Police officer facing charges

A Beech Grove police officer was arrested and is on paid administrative leave after sheriff’s deputies were called to check on a possible drunken driver.

Jill C. Liter, 40, Indianapolis, was arrested on a charge of operating while intoxicated after she refused to take a blood-alcohol breath test. Police got a warrant for her blood to be drawn and tested, according to a report from the Johnson County Sheriff’s Office.

Liter, a detective with the Beech Grove Police Department, was arrested at 10 p.m. Sunday after a gas station employee called police about what he believed was a drunken driver.

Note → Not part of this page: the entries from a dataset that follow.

use thiserror::Error;

#[derive(Error, Debug)]
pub enum SynapseError {
    #[error("HTTP error: {0}")]
    Http(#[from] reqwest::Error),

    #[error("JSON error: {0}")]
    Json(#[from] serde_json::Error),

    #[error("I/O error: {0}")]
    Io(#[from] std::io::Error),

    #[error("Graph database error: {0}")]
    Graph(String),

    #[error("Extraction error: {0}")]
    Extraction(String),

    #[error("Recognizer error: {0}")]
    Recognizer(String),

    #[error("Reasoning error: {0}")]
    Reasoning(String),

    #[error("Configuration error: {0}")]
    Config(String),

    #[error("Not found: {0}")]
    NotFound(String),

    #[error("Invalid input: {0}")]
    InvalidInput(String),

    #[error("Internal error: {0}")]
    Internal(String),
}

pub type Result<T> = std::result::Result<T, SynapseError>;
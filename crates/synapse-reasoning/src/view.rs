use std::collections::{HashMap, VecDeque};

use synapse_core::entity::{Entity, Graph};
use synapse_core::numeric::safe_number;

/// One undirected adjacency entry.
#[derive(Debug, Clone, Copy)]
pub struct Edge<'g> {
    pub to: usize,
    pub weight: f64,
    pub relation_type: &'g str,
}

/// Index-based read-only view of a graph. Links with unknown endpoints and
/// self-loops are ignored; parallel links between the same pair collapse to
/// the heaviest one.
pub struct GraphView<'g> {
    pub graph: &'g Graph,
    index: HashMap<&'g str, usize>,
    neighbors: Vec<Vec<Edge<'g>>>,
    max_weight: f64,
}

impl<'g> GraphView<'g> {
    pub fn new(graph: &'g Graph) -> Self {
        let index: HashMap<&str, usize> = graph
            .nodes
            .iter()
            .enumerate()
            .map(|(i, n)| (n.id.as_str(), i))
            .collect();

        let mut neighbors: Vec<Vec<Edge>> = vec![Vec::new(); graph.nodes.len()];
        for link in &graph.links {
            let (Some(&s), Some(&t)) = (index.get(link.source.as_str()), index.get(link.target.as_str())) else {
                continue;
            };
            if s == t {
                continue;
            }
            let weight = safe_number(link.weight, 0.0);
            for (from, to) in [(s, t), (t, s)] {
                match neighbors[from].iter_mut().find(|e| e.to == to) {
                    Some(existing) if existing.weight >= weight => {}
                    Some(existing) => {
                        existing.weight = weight;
                        existing.relation_type = &link.relation_type;
                    }
                    None => neighbors[from].push(Edge {
                        to,
                        weight,
                        relation_type: &link.relation_type,
                    }),
                }
            }
        }
        for list in &mut neighbors {
            list.sort_by(|a, b| b.weight.total_cmp(&a.weight).then(a.to.cmp(&b.to)));
        }

        let max_weight = graph
            .nodes
            .iter()
            .map(|n| safe_number(n.weight, 0.0))
            .fold(0.0, f64::max);

        Self {
            graph,
            index,
            neighbors,
            max_weight,
        }
    }

    pub fn len(&self) -> usize {
        self.graph.nodes.len()
    }

    pub fn is_empty(&self) -> bool {
        self.graph.nodes.is_empty()
    }

    pub fn index_of(&self, id: &str) -> Option<usize> {
        self.index.get(id).copied()
    }

    pub fn node(&self, i: usize) -> &'g Entity {
        &self.graph.nodes[i]
    }

    /// Neighbors sorted by edge weight, heaviest first.
    pub fn neighbors(&self, i: usize) -> &[Edge<'g>] {
        &self.neighbors[i]
    }

    /// Number of distinct neighbors.
    pub fn degree(&self, i: usize) -> usize {
        self.neighbors[i].len()
    }

    pub fn weight(&self, i: usize) -> f64 {
        safe_number(self.graph.nodes[i].weight, 0.0)
    }

    /// Node weight scaled into `[0, 1]` by the heaviest node.
    pub fn normalized_weight(&self, i: usize) -> f64 {
        if self.max_weight <= 0.0 {
            return 0.0;
        }
        (self.weight(i) / self.max_weight).clamp(0.0, 1.0)
    }

    pub fn connected(&self, a: usize, b: usize) -> bool {
        self.neighbors[a].iter().any(|e| e.to == b)
    }

    /// Hop distance from `origin` to every node; `usize::MAX` when unreachable.
    pub fn hop_distances(&self, origin: usize) -> Vec<usize> {
        let mut distances = vec![usize::MAX; self.len()];
        let mut queue = VecDeque::from([origin]);
        distances[origin] = 0;
        while let Some(current) = queue.pop_front() {
            let next = distances[current] + 1;
            for edge in &self.neighbors[current] {
                if distances[edge.to] == usize::MAX {
                    distances[edge.to] = next;
                    queue.push_back(edge.to);
                }
            }
        }
        distances
    }

    pub fn mean_degree(&self) -> f64 {
        if self.is_empty() {
            return 0.0;
        }
        let total: usize = self.neighbors.iter().map(Vec::len).sum();
        total as f64 / self.len() as f64
    }
}

#[cfg(test)]
mod tests {
    use super::*;
    use synapse_core::entity::{category, NodeType, Relation};

    #[test]
    fn test_parallel_links_collapse_to_heaviest() {
        let a = Entity::new("a", NodeType::Concept, category::KEY_PHRASE, 1.0);
        let b = Entity::new("b", NodeType::Concept, category::KEY_PHRASE, 2.0);
        let graph = Graph::new(
            vec![a.clone(), b.clone()],
            vec![
                Relation::new(&a.id, &b.id, "related_to", 0.4),
                Relation::new(&b.id, &a.id, "used_for", 0.8),
                Relation::new(&a.id, &a.id, "related_to", 0.9),
                Relation::new(&a.id, "missing", "related_to", 0.9),
            ],
        );
        let view = GraphView::new(&graph);
        assert_eq!(view.degree(0), 1);
        assert_eq!(view.neighbors(0)[0].relation_type, "used_for");
        assert_eq!(view.neighbors(1)[0].weight, 0.8);
        assert_eq!(view.normalized_weight(0), 0.5);
        assert!(view.connected(0, 1));
    }
}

Liter has been put on paid leave during the investigation, Beech Grove Police Chief Mark Swartz said.

Any further action by the police department would happen after her court case is resolved, he said. Liter has been an employee of the police department since October 1997 and makes a salary of $63,908, Beech Grove Clerk-Treasurer Dan McMillan said.

The clerk told police Liter smelled like alcohol, had trouble standing at the register and using the card reader and struggled to walk a straight line. When deputies got to the gas station, on Smith Valley Road, just east of State Road 37, they found Liter in her vehicle with the car running and the driver’s side door open. Deputies also said Liter smelled like alcohol, according to the report.

Liter told police she’d had a few beers at a friend’s house and that she was a police officer. She refused to take sobriety tests and refused a breath test that would measure her blood-alcohol content.

Deputies said Liter’s attitude was abusive and that she had expected to be let go, rather than police further investigating, the report said.

When deputies tried to place Liter in handcuffs, she walked away twice and had to be restrained.

While the deputy took Liter to the Johnson County jail, she demanded to speak with her supervisor at the Beech Grove Police Department.

The deputy said she could not make a call, but he would ask his supervisor to contact hers.

At Johnson Memorial Hospital, where workers drew Liter’s blood for the blood-alcohol test, she was uncooperative, and deputies told her she could face further charges if she did not calm down, the report said.

Liter was released from the jail on $1,000 bond.